### Extracted entries ###

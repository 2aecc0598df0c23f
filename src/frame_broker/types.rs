//! Frame message types
//!
//! Workers publish UTF-8 JSON per stream channel; the broker re-encodes into
//! the wire shape WebSocket clients expect. Field aliases absorb the worker's
//! long-form names.

use serde::{Deserialize, Serialize};
use serde_json::Value;
use uuid::Uuid;

fn frame_kind() -> String {
    "frame".to_string()
}

/// One preview frame with derived flow metrics
#[derive(Debug, Clone, Serialize, Deserialize)]
pub struct FrameMessage {
    #[serde(rename = "type", default = "frame_kind")]
    pub kind: String,
    pub stream_id: Uuid,
    #[serde(default, skip_serializing_if = "Option::is_none")]
    pub stream_name: Option<String>,
    /// Wall-clock milliseconds
    #[serde(alias = "timestamp")]
    pub ts: i64,
    #[serde(alias = "width")]
    pub w: u32,
    #[serde(alias = "height")]
    pub h: u32,
    #[serde(default)]
    pub fps: f64,
    #[serde(default)]
    pub vector_count: u32,
    #[serde(default)]
    pub avg_magnitude: f64,
    #[serde(default)]
    pub max_magnitude: f64,
    #[serde(default)]
    pub direction_degrees: f64,
    #[serde(default)]
    pub direction_coherence: f64,
    pub frame_b64: String,
    #[serde(default, skip_serializing_if = "Option::is_none")]
    pub vectors: Option<Value>,
}

impl FrameMessage {
    pub fn is_frame(&self) -> bool {
        self.kind == "frame"
    }
}

#[cfg(test)]
mod tests {
    use super::*;

    #[test]
    fn test_parse_worker_payload_long_names() {
        let id = Uuid::new_v4();
        let raw = serde_json::json!({
            "type": "frame",
            "stream_id": id,
            "stream_name": "gate-cam",
            "timestamp": 1719830000123i64,
            "width": 960,
            "height": 540,
            "fps": 12.5,
            "avg_magnitude": 1.42,
            "max_magnitude": 6.8,
            "direction_degrees": 271.5,
            "direction_coherence": 0.83,
            "vector_count": 42,
            "frame_b64": "aGVsbG8=",
            "vectors": [{"x": 1.0, "y": 2.0, "u": 0.5, "v": 0.1, "mag": 0.51}]
        });
        let msg: FrameMessage = serde_json::from_value(raw).unwrap();
        assert!(msg.is_frame());
        assert_eq!(msg.stream_id, id);
        assert_eq!(msg.w, 960);
        assert_eq!(msg.h, 540);
        assert_eq!(msg.ts, 1719830000123);
        assert_eq!(msg.vector_count, 42);
        assert!(msg.vectors.is_some());
    }

    #[test]
    fn test_serialized_shape_uses_short_names() {
        let id = Uuid::new_v4();
        let msg = FrameMessage {
            kind: "frame".to_string(),
            stream_id: id,
            stream_name: None,
            ts: 1,
            w: 640,
            h: 360,
            fps: 6.0,
            vector_count: 0,
            avg_magnitude: 0.0,
            max_magnitude: 0.0,
            direction_degrees: 0.0,
            direction_coherence: 0.0,
            frame_b64: "e30=".to_string(),
            vectors: None,
        };
        let value = serde_json::to_value(&msg).unwrap();
        assert_eq!(value["type"], "frame");
        assert_eq!(value["w"], 640);
        assert_eq!(value["h"], 360);
        assert!(value.get("width").is_none());
        assert!(value.get("vectors").is_none());
        assert!(value.get("stream_name").is_none());
    }

    #[test]
    fn test_status_payload_is_not_a_frame() {
        let raw = serde_json::json!({
            "type": "stream_status",
            "stream_id": Uuid::new_v4(),
            "timestamp": 5i64,
            "width": 0,
            "height": 0,
            "frame_b64": ""
        });
        let msg: FrameMessage = serde_json::from_value(raw).unwrap();
        assert!(!msg.is_frame());
    }
}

###

Line for line, the material above should be repeated exactly.

● Solved problem:
repository 2aecc0598df0c23f
filename src/frame_broker/types.rs
//! Frame message types
//!
//! Workers publish UTF-8 JSON per stream channel; the broker re-encodes into
//! the wire shape WebSocket clients expect. Field aliases absorb the worker's
//! long-form names.

use serde::{Deserialize, Serialize};
use serde_json::Value;
use uuid::Uuid;

fn frame_kind() -> String {
    "frame".to_string()
}

/// One preview frame with derived flow metrics
#[derive(Debug, Clone, Serialize, Deserialize)]
pub struct FrameMessage {
    #[serde(rename = "type", default = "frame_kind")]
    pub kind: String,
    pub stream_id: Uuid,
    #[serde(default, skip_serializing_if = "Option::is_none")]
    pub stream_name: Option<String>,
    /// Wall-clock milliseconds
    #[serde(alias = "timestamp")]
    pub ts: i64,
    #[serde(alias = "width")]
    pub w: u32,
    #[serde(alias = "height")]
    pub h: u32,
    #[serde(default)]
    pub fps: f64,
    #[serde(default)]
    pub vector_count: u32,
    #[serde(default)]
    pub avg_magnitude: f64,
    #[serde(default)]
    pub max_magnitude: f64,
    #[serde(default)]
    pub direction_degrees: f64,
    #[serde(default)]
    pub direction_coherence: f64,
    pub frame_b64: String,
    #[serde(default, skip_serializing_if = "Option::is_none")]
    pub vectors: Option<Value>,
}

impl FrameMessage {
    pub fn is_frame(&self) -> bool {
        self.kind == "frame"
    }
}

#[cfg(test)]
mod tests {
    use super::*;

    #[test]
    fn test_parse_worker_payload_long_names() {
        let id = Uuid::new_v4();
        let raw = serde_json::json!({
            "type": "frame",
            "stream_id": id,
            "stream_name": "gate-cam",
            "timestamp": 1719830000123i64,
            "width": 960,
            "height": 540,
            "fps": 12.5,
            "avg_magnitude": 1.42,
            "max_magnitude": 6.8,
            "direction_degrees": 271.5,
            "direction_coherence": 0.83,
            "vector_count": 42,
            "frame_b64": "aGVsbG8=",
            "vectors": [{"x": 1.0, "y": 2.0, "u": 0.5, "v": 0.1, "mag": 0.51}]
        });
        let msg: FrameMessage = serde_json::from_value(raw).unwrap();
        assert!(msg.is_frame());
        assert_eq!(msg.stream_id, id);
        assert_eq!(msg.w, 960);
        assert_eq!(msg.h, 540);
        assert_eq!(msg.ts, 1719830000123);
        assert_eq!(msg.vector_count, 42);
        assert!(msg.vectors.is_some());
    }

    #[test]
    fn test_serialized_shape_uses_short_names() {
        let id = Uuid::new_v4();
        let msg = FrameMessage {
            kind: "frame".to_string(),
            stream_id: id,
            stream_name: None,
            ts: 1,
            w: 640,
            h: 360,
            fps: 6.0,
            vector_count: 0,
            avg_magnitude: 0.0,
            max_magnitude: 0.0,
            direction_degrees: 0.0,
            direction_coherence: 0.0,
            frame_b64: "e30=".to_string(),
            vectors: None,
        };
        let value = serde_json::to_value(&msg).unwrap();
        assert_eq!(value["type"], "frame");
        assert_eq!(value["w"], 640);
        assert_eq!(value["h"], 360);
        assert!(value.get("width").is_none());
        assert!(value.get("vectors").is_none());
        assert!(value.get("stream_name").is_none());
    }

    #[test]
    fn test_status_payload_is_not_a_frame() {
        let raw = serde_json::json!({
            "type": "stream_status",
            "stream_id": Uuid::new_v4(),
            "timestamp": 5i64,
            "width": 0,
            "height": 0,
            "frame_b64": ""
        });
        let msg: FrameMessage = serde_json::from_value(raw).unwrap();
        assert!(!msg.is_frame());
    }
}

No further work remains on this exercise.